5度のグラミー賞に輝くトップ・シンガー、レイラ・ハサウェイの公演が昨日から始まりました。ブルーノート東京への登場は、なんと5年ぶり。私は初日のファースト・セットに足を運びましたが、オーディエンスとアーティスト側の"待ちに待った気持ち"が熱く重なり合うかのようなステージでした。

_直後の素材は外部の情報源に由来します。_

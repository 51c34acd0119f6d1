use crate::game_state::chess_types::*;
use crate::moves::bitboard::Bitboard;
use crate::moves::move_descriptions::Move;

/// Single undo record for `make_move` / `unmake_move`.
///
/// Holds the irreversible parts of the state *before* the move, so undo is a
/// handful of assignments plus reversing the piece relocation.
#[derive(Debug, Clone, PartialEq, Eq)]
pub struct UndoState {
    /// `Move::NONE` for a null move.
    pub mv: Move,
    pub captured_piece: Option<Piece>,

    pub prev_castling_rights: CastlingRights,
    pub prev_en_passant_square: Option<Square>,
    pub prev_halfmove_clock: u16,
    pub prev_plies_from_null: u16,

    pub prev_zobrist_key: u64,
    pub prev_checkers: Bitboard,
    pub prev_pinned: Bitboard,
}
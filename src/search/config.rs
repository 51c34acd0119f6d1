//! Engine options and the search tuning tables derived from them.

use crate::errors::{ChessError, ChessResult};
use crate::search::score::Score;

#[derive(Debug, Clone, PartialEq, Eq)]
pub struct EngineConfig {
    pub hash_mb: usize,
    pub threads: usize,
    pub multi_pv: usize,
    /// Largest piece count (kings included) at which tablebases are probed.
    pub tablebase_probe_limit: u32,
    pub move_overhead_ms: u64,
}

impl Default for EngineConfig {
    fn default() -> Self {
        Self {
            hash_mb: 16,
            threads: 1,
            multi_pv: 1,
            tablebase_probe_limit: 6,
            move_overhead_ms: 30,
        }
    }
}

fn parse_in_range<T>(name: &str, value: &str, min: T, max: T) -> ChessResult<T>
where
    T: std::str::FromStr + PartialOrd + std::fmt::Display + Copy,
{
    let parsed = value
        .trim()
        .parse::<T>()
        .map_err(|_| ChessError::malformed(format!("invalid {name} value '{value}'")))?;
    if parsed < min || parsed > max {
        return Err(ChessError::malformed(format!(
            "{name} value {parsed} outside {min}..={max}"
        )));
    }
    Ok(parsed)
}

impl EngineConfig {
    /// Sets an option by its textual name, ignoring case.
    pub fn set_option(&mut self, name: &str, value: &str) -> ChessResult<()> {
        let name = name.trim();
        if name.eq_ignore_ascii_case("Hash") {
            self.hash_mb = parse_in_range("Hash", value, 1, 65_536)?;
        } else if name.eq_ignore_ascii_case("Threads") {
            self.threads = parse_in_range("Threads", value, 1, 256)?;
        } else if name.eq_ignore_ascii_case("MultiPV") {
            self.multi_pv = parse_in_range("MultiPV", value, 1, 500)?;
        } else if name.eq_ignore_ascii_case("SyzygyProbeLimit") {
            self.tablebase_probe_limit = parse_in_range("SyzygyProbeLimit", value, 0, 7)?;
        } else if name.eq_ignore_ascii_case("MoveOverhead") {
            self.move_overhead_ms = parse_in_range("MoveOverhead", value, 0, 5_000)?;
        } else {
            return Err(ChessError::malformed(format!("unknown option '{name}'")));
        }
        Ok(())
    }
}

const LMR_DEPTHS: usize = 32;
const LMR_MOVES: usize = 64;

/// Pruning margins and reduction tables used by the alpha-beta search.
#[derive(Debug, Clone)]
pub struct SearchParameters {
    /// Static margin per remaining depth below which a quiet move cannot
    /// raise alpha.
    pub futility_margin: [Score; 7],
    /// Quiet moves tried beyond this count at a given depth are skipped.
    pub futility_move_counts: [usize; 11],
    pub max_qsearch_depth: usize,
    pub aspiration_delta: i32,
    pub aspiration_min_depth: u32,
    pub multi_pv: usize,
    pub tablebase_probe_limit: u32,
    pv_reductions: Vec<[i32; LMR_MOVES]>,
    non_pv_reductions: Vec<[i32; LMR_MOVES]>,
}

impl SearchParameters {
    pub fn new(config: &EngineConfig) -> Self {
        let mut futility_margin = [Score::ZERO; 7];
        for (depth, margin) in futility_margin.iter_mut().enumerate() {
            *margin = Score(90 * depth as i32 + 60 * (depth > 0) as i32);
        }
        let mut futility_move_counts = [0usize; 11];
        for (depth, count) in futility_move_counts.iter_mut().enumerate() {
            *count = 3 + depth * depth;
        }

        Self {
            futility_margin,
            futility_move_counts,
            max_qsearch_depth: 16,
            aspiration_delta: 25,
            aspiration_min_depth: 5,
            multi_pv: config.multi_pv.max(1),
            tablebase_probe_limit: config.tablebase_probe_limit,
            pv_reductions: reduction_table(-1.5, 0.33),
            non_pv_reductions: reduction_table(-1.2, 0.4),
        }
    }

    /// Late move reduction in plies for the `move_count`-th move (1-based)
    /// searched at `depth`.
    #[inline]
    pub fn reduction(&self, pv_node: bool, depth: i32, move_count: usize) -> i32 {
        let d = (depth.max(0) as usize).min(LMR_DEPTHS - 1);
        let m = move_count.min(LMR_MOVES - 1);
        if pv_node {
            self.pv_reductions[d][m]
        } else {
            self.non_pv_reductions[d][m]
        }
    }
}

impl Default for SearchParameters {
    fn default() -> Self {
        Self::new(&EngineConfig::default())
    }
}

fn reduction_table(base: f64, scale: f64) -> Vec<[i32; LMR_MOVES]> {
    (0..LMR_DEPTHS)
        .map(|depth| {
            let mut row = [0; LMR_MOVES];
            for (moves, cell) in row.iter_mut().enumerate().skip(1) {
                if depth == 0 {
                    break;
                }
                let r = base + scale * (depth as f64).ln() * (moves as f64).ln();
                *cell = if r >= 1.0 { r.floor() as i32 } else { 0 };
            }
            row
        })
        .collect()
}

#[cfg(test)]
mod tests {
    use super::*;

    #[test]
    fn set_option_parses_names_case_insensitively() {
        let mut config = EngineConfig::default();
        config.set_option("hash", "64").expect("valid");
        config.set_option("THREADS", " 4 ").expect("valid");
        config.set_option("MultiPV", "3").expect("valid");
        config.set_option("syzygyprobelimit", "5").expect("valid");
        config.set_option("MoveOverhead", "100").expect("valid");
        assert_eq!(
            config,
            EngineConfig {
                hash_mb: 64,
                threads: 4,
                multi_pv: 3,
                tablebase_probe_limit: 5,
                move_overhead_ms: 100,
            }
        );
    }

    #[test]
    fn set_option_rejects_unknown_and_out_of_range() {
        let mut config = EngineConfig::default();
        for (name, value) in [
            ("Ponder", "true"),
            ("Hash", "0"),
            ("Threads", "many"),
            ("MultiPV", "-1"),
            ("SyzygyProbeLimit", "9"),
        ] {
            assert!(matches!(
                config.set_option(name, value),
                Err(ChessError::MalformedInput(_))
            ));
        }
        assert_eq!(config, EngineConfig::default());
    }

    #[test]
    fn reductions_grow_with_depth_and_move_count() {
        let params = SearchParameters::default();
        assert_eq!(params.reduction(false, 1, 40), 0);
        assert_eq!(params.reduction(true, 3, 2), 0);
        assert!(params.reduction(false, 10, 20) >= 1);
        assert!(params.reduction(false, 20, 40) >= params.reduction(false, 10, 20));
        assert!(params.reduction(true, 20, 40) <= params.reduction(false, 20, 40));
        // Out-of-table arguments clamp.
        assert_eq!(params.reduction(false, 99, 500), params.reduction(false, 31, 63));
    }
}
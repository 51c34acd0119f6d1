//! What the caller allows a search to spend.

use crate::errors::{ChessError, ChessResult};
use crate::game_state::chess_types::Color;
use crate::moves::move_descriptions::Move;

/// Deepest iteration the driver will start.
pub const MAX_DEPTH: u32 = 100;

#[derive(Debug, Clone, Default, PartialEq, Eq)]
pub struct SearchLimits {
    pub wtime_ms: Option<u64>,
    pub btime_ms: Option<u64>,
    pub winc_ms: Option<u64>,
    pub binc_ms: Option<u64>,
    pub movestogo: Option<u32>,
    pub depth: Option<u32>,
    pub nodes: Option<u64>,
    /// Stop once a mate in this many moves is found.
    pub mate: Option<u32>,
    pub movetime_ms: Option<u64>,
    pub infinite: bool,
    pub ponder: bool,
    /// Restricts the root to these moves when non-empty.
    pub searchmoves: Vec<Move>,
}

impl SearchLimits {
    pub fn depth(depth: u32) -> Self {
        Self {
            depth: Some(depth),
            ..Self::default()
        }
    }

    pub fn nodes(nodes: u64) -> Self {
        Self {
            nodes: Some(nodes),
            ..Self::default()
        }
    }

    pub fn movetime_ms(ms: u64) -> Self {
        Self {
            movetime_ms: Some(ms),
            ..Self::default()
        }
    }

    pub fn infinite() -> Self {
        Self {
            infinite: true,
            ..Self::default()
        }
    }

    pub fn clock_ms(&self, side: Color) -> Option<u64> {
        match side {
            Color::Light => self.wtime_ms,
            Color::Dark => self.btime_ms,
        }
    }

    pub fn increment_ms(&self, side: Color) -> u64 {
        match side {
            Color::Light => self.winc_ms,
            Color::Dark => self.binc_ms,
        }
        .unwrap_or(0)
    }

    /// Deepest iteration allowed, clamped to [`MAX_DEPTH`].
    pub fn max_depth(&self) -> u32 {
        self.depth.map_or(MAX_DEPTH, |d| d.min(MAX_DEPTH))
    }

    fn has_hard_bound(&self) -> bool {
        self.depth.is_some_and(|d| d > 0)
            || self.nodes.is_some_and(|n| n > 0)
            || self.mate.is_some_and(|m| m > 0)
    }

    /// Rejects limit sets that cannot describe a search: zero budgets with no
    /// other bound, or nothing bounding the search at all.
    pub fn validate(&self, side: Color) -> ChessResult<()> {
        let reject = |reason: &str| Err(ChessError::InvalidSearchLimits(reason.to_string()));

        if self.depth == Some(0) {
            return reject("depth 0");
        }
        if self.nodes == Some(0) {
            return reject("node budget of 0");
        }
        if self.mate == Some(0) {
            return reject("mate in 0 moves");
        }
        if self.movestogo == Some(0) {
            return reject("movestogo 0");
        }
        if self.infinite || self.ponder {
            return Ok(());
        }
        if self.movetime_ms == Some(0) && !self.has_hard_bound() {
            return reject("move time of 0 with no depth or node bound");
        }
        if self.clock_ms(side) == Some(0) && self.movetime_ms.is_none() && !self.has_hard_bound() {
            return reject("no time left on the clock and no depth or node bound");
        }
        let has_time = self.movetime_ms.is_some() || self.clock_ms(side).is_some();
        if !has_time && !self.has_hard_bound() {
            return reject("no depth, node, mate, time or infinite bound given");
        }
        Ok(())
    }
}

#[cfg(test)]
mod tests {
    use super::*;

    #[test]
    fn bounded_limits_validate() {
        assert!(SearchLimits::depth(6).validate(Color::Light).is_ok());
        assert!(SearchLimits::nodes(10_000).validate(Color::Dark).is_ok());
        assert!(SearchLimits::movetime_ms(50).validate(Color::Light).is_ok());
        assert!(SearchLimits::infinite().validate(Color::Light).is_ok());
        let clock = SearchLimits {
            btime_ms: Some(60_000),
            binc_ms: Some(1_000),
            ..SearchLimits::default()
        };
        assert!(clock.validate(Color::Dark).is_ok());
    }

    #[test]
    fn malformed_limits_are_rejected() {
        let cases = [
            SearchLimits::default(),
            SearchLimits::depth(0),
            SearchLimits::nodes(0),
            SearchLimits::movetime_ms(0),
            SearchLimits {
                wtime_ms: Some(0),
                ..SearchLimits::default()
            },
            SearchLimits {
                movestogo: Some(0),
                wtime_ms: Some(1_000),
                ..SearchLimits::default()
            },
            // White's clock says nothing about black to move.
            SearchLimits {
                wtime_ms: Some(1_000),
                ..SearchLimits::default()
            },
        ];
        let sides = [Color::Light; 6].into_iter().chain([Color::Dark]);
        for (limits, side) in cases.iter().zip(sides) {
            assert!(
                matches!(limits.validate(side), Err(ChessError::InvalidSearchLimits(_))),
                "{limits:?} should be rejected"
            );
        }
        let infinite_depth_zero = SearchLimits {
            depth: Some(0),
            ..SearchLimits::infinite()
        };
        assert!(matches!(
            infinite_depth_zero.validate(Color::Light),
            Err(ChessError::InvalidSearchLimits(_))
        ));
        let zero_time_with_depth = SearchLimits {
            movetime_ms: Some(0),
            depth: Some(3),
            ..SearchLimits::default()
        };
        assert!(zero_time_with_depth.validate(Color::Light).is_ok());
    }

    #[test]
    fn max_depth_clamps() {
        assert_eq!(SearchLimits::depth(7).max_depth(), 7);
        assert_eq!(SearchLimits::depth(1_000).max_depth(), MAX_DEPTH);
        assert_eq!(SearchLimits::nodes(5).max_depth(), MAX_DEPTH);
    }
}
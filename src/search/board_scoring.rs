//! Pluggable static evaluation.
//!
//! Search delegates leaf scoring to [`Evaluator`], so heuristics can be
//! swapped without touching search code.

use crate::game_state::chess_rules::PIECE_VALUES;
use crate::game_state::chess_types::*;
use crate::moves::bitboard::Bitboard;
use crate::search::score::Score;

pub trait Evaluator: Send + Sync {
    /// Score from the perspective of the side to move.
    fn evaluate(&self, position: &Position<'_>) -> Score;
}

#[inline]
fn from_side_to_move(position: &Position<'_>, light_minus_dark: i32) -> Score {
    match position.side_to_move() {
        Color::Light => Score(light_minus_dark),
        Color::Dark => Score(-light_minus_dark),
    }
}

fn material_light_minus_dark(position: &Position<'_>) -> i32 {
    PieceKind::ALL
        .iter()
        .map(|&kind| {
            let light = position.pieces(Color::Light, kind).count() as i32;
            let dark = position.pieces(Color::Dark, kind).count() as i32;
            (light - dark) * PIECE_VALUES[kind.index()]
        })
        .sum()
}

#[derive(Debug, Clone, Copy, Default)]
pub struct MaterialEvaluator;

impl Evaluator for MaterialEvaluator {
    fn evaluate(&self, position: &Position<'_>) -> Score {
        from_side_to_move(position, material_light_minus_dark(position))
    }
}

/// Material plus piece-square terms, blended between middlegame and endgame
/// tables by the remaining non-pawn material.
#[derive(Debug, Clone, Copy, Default)]
pub struct PieceSquareEvaluator;

const FULL_PHASE: i32 = 24;
const TEMPO: i32 = 10;

impl PieceSquareEvaluator {
    /// 24 with all minor and major pieces on the board, 0 with none.
    pub fn phase(position: &Position<'_>) -> i32 {
        let weight = |kind, w: i32| position.pieces_of_kind(kind).count() as i32 * w;
        (weight(PieceKind::Queen, 4)
            + weight(PieceKind::Rook, 2)
            + weight(PieceKind::Bishop, 1)
            + weight(PieceKind::Knight, 1))
        .clamp(0, FULL_PHASE)
    }
}

impl Evaluator for PieceSquareEvaluator {
    fn evaluate(&self, position: &Position<'_>) -> Score {
        let mut middlegame = 0;
        let mut endgame = 0;
        for color in Color::ALL {
            let sign = if color == Color::Light { 1 } else { -1 };
            let enemy_pawns = position.pieces(color.opposite(), PieceKind::Pawn);
            for kind in PieceKind::ALL {
                for square in position.pieces(color, kind) {
                    middlegame += sign * middlegame_bonus(kind, color, square);
                    endgame += sign * endgame_bonus(kind, color, square, enemy_pawns);
                }
            }
        }

        let phase = Self::phase(position);
        let positional = (middlegame * phase + endgame * (FULL_PHASE - phase)) / FULL_PHASE;
        from_side_to_move(position, material_light_minus_dark(position) + positional) + TEMPO
    }
}

#[inline]
fn relative_rank_and_file(color: Color, square: Square) -> (i32, i32) {
    (
        i32::from(color.relative_rank(rank_of(square))),
        i32::from(file_of(square)),
    )
}

fn middlegame_bonus(kind: PieceKind, color: Color, square: Square) -> i32 {
    let (r, file) = relative_rank_and_file(color, square);
    let dist_center = (file - 3).abs() + (r - 3).abs();
    let center_bonus = 4 - dist_center;

    match kind {
        PieceKind::Pawn => r * 8 - (file - 3).abs() * 2,
        PieceKind::Knight => center_bonus * 6,
        PieceKind::Bishop => center_bonus * 4 + r,
        PieceKind::Rook => r * 2,
        PieceKind::Queen => center_bonus * 2,
        PieceKind::King => {
            if r <= 1 {
                8 - (file - 4).abs() * 2
            } else {
                -center_bonus * 4
            }
        }
    }
}

fn endgame_bonus(kind: PieceKind, color: Color, square: Square, enemy_pawns: Bitboard) -> i32 {
    let (r, file) = relative_rank_and_file(color, square);
    let centrality = 7 - ((file - 3).abs() + (r - 3).abs());

    match kind {
        PieceKind::Pawn => {
            let passed = is_passed_pawn(color, square, enemy_pawns);
            r * 10 + if passed { (r + 1) * 12 } else { 0 }
        }
        PieceKind::Knight => centrality * 3,
        PieceKind::Bishop => centrality * 2,
        PieceKind::Rook => 0,
        PieceKind::Queen => centrality * 2,
        PieceKind::King => centrality * 6,
    }
}

/// No enemy pawn ahead on the pawn's own or adjacent files.
fn is_passed_pawn(color: Color, square: Square, enemy_pawns: Bitboard) -> bool {
    let file = file_of(square);
    let rank = rank_of(square);
    let mut files = Bitboard::file_mask(file);
    if file > 0 {
        files |= Bitboard::file_mask(file - 1);
    }
    if file < 7 {
        files |= Bitboard::file_mask(file + 1);
    }
    let mut ahead = Bitboard::EMPTY;
    for r in 0..8u8 {
        let in_front = match color {
            Color::Light => r > rank,
            Color::Dark => r < rank,
        };
        if in_front {
            ahead |= Bitboard::rank_mask(r);
        }
    }
    (files & ahead & enemy_pawns).is_empty()
}

#[cfg(test)]
mod tests {
    use super::*;
    use crate::test_support::tables;

    fn eval_of(evaluator: &dyn Evaluator, fen: &str) -> Score {
        let position = Position::from_fen(tables(), fen).expect("valid fen");
        evaluator.evaluate(&position)
    }

    #[test]
    fn material_reflects_side_to_move_perspective() {
        assert_eq!(eval_of(&MaterialEvaluator, "4k3/8/8/8/8/8/8/4KQ2 w - - 0 1"), Score(900));
        assert_eq!(eval_of(&MaterialEvaluator, "4k3/8/8/8/8/8/8/4KQ2 b - - 0 1"), Score(-900));
    }

    #[test]
    fn start_position_is_balanced_up_to_tempo() {
        let white = eval_of(
            &PieceSquareEvaluator,
            crate::game_state::chess_rules::STARTING_POSITION_FEN,
        );
        assert_eq!(white, Score(TEMPO));
        let black = eval_of(
            &PieceSquareEvaluator,
            "rnbqkbnr/pppppppp/8/8/8/8/PPPPPPPP/RNBQKBNR b KQkq - 0 1",
        );
        assert_eq!(black, Score(TEMPO));
    }

    #[test]
    fn central_knight_beats_rim_knight() {
        let center = eval_of(&PieceSquareEvaluator, "4k3/8/8/3N4/8/8/8/4K3 w - - 0 1");
        let rim = eval_of(&PieceSquareEvaluator, "4k3/8/8/8/8/8/N7/4K3 w - - 0 1");
        assert!(center > rim);
    }

    #[test]
    fn endgame_rewards_passed_pawns_and_active_king() {
        let passed = eval_of(&PieceSquareEvaluator, "4k3/8/8/3P4/8/8/8/4K3 w - - 0 1");
        let blocked = eval_of(&PieceSquareEvaluator, "4k3/3p4/8/3P4/8/8/8/4K3 w - - 0 1");
        assert!(passed.0 > blocked.0 + 100);

        let active = eval_of(&PieceSquareEvaluator, "7k/8/8/8/3K4/8/8/8 w - - 0 1");
        let passive = eval_of(&PieceSquareEvaluator, "7k/8/8/8/8/8/8/K7 w - - 0 1");
        assert!(active > passive);
    }

    #[test]
    fn passed_pawn_detection() {
        let dark_pawn_on_e6 = Bitboard::from_square(44);
        assert!(!is_passed_pawn(Color::Light, 35, dark_pawn_on_e6));
        assert!(is_passed_pawn(Color::Light, 33, dark_pawn_on_e6));
        assert!(is_passed_pawn(Color::Dark, 44, Bitboard::EMPTY));
    }
}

前回の公演にも参加していたベースのエリック・スミスとドラムスのタバリウス・ジョンソンのコンビネーションは、まさに鉄壁という言葉がふさわしいものです。主にゴスペル畑で活動を続けてきたアリウン・タッカーもシンセサイザーやハモンド・オルガン(絶品!)で鮮やかなプレイを繰り広げました。彼らのプレイはレイラのヴォーカルを時に包み込み、時に鼓舞します。オープニングの「Baby Don't Cry」から、レイラは絶好調です。まろやかでありながら、しっかりとした芯のある歌声が、空間いっぱいに響き渡ってゆきます。アルトでじっくりと歌い上げるなかに、時おり、絹のようになめらかな高音も挿入し、口とマイクとの距離もさまざまに変化させながら、見事な歌唱を聴かせてくれるのです。近作『Honestly』(2017年)からの「Change Ya Life」、故ジョー・サンプルとのコラボレーション作品『The Song Lives On』(1999年)からの「When Your Life Was Low」も含むセレクションは、ベスト・オブ・レイラ・ハサウェイと呼びたくなるものでした。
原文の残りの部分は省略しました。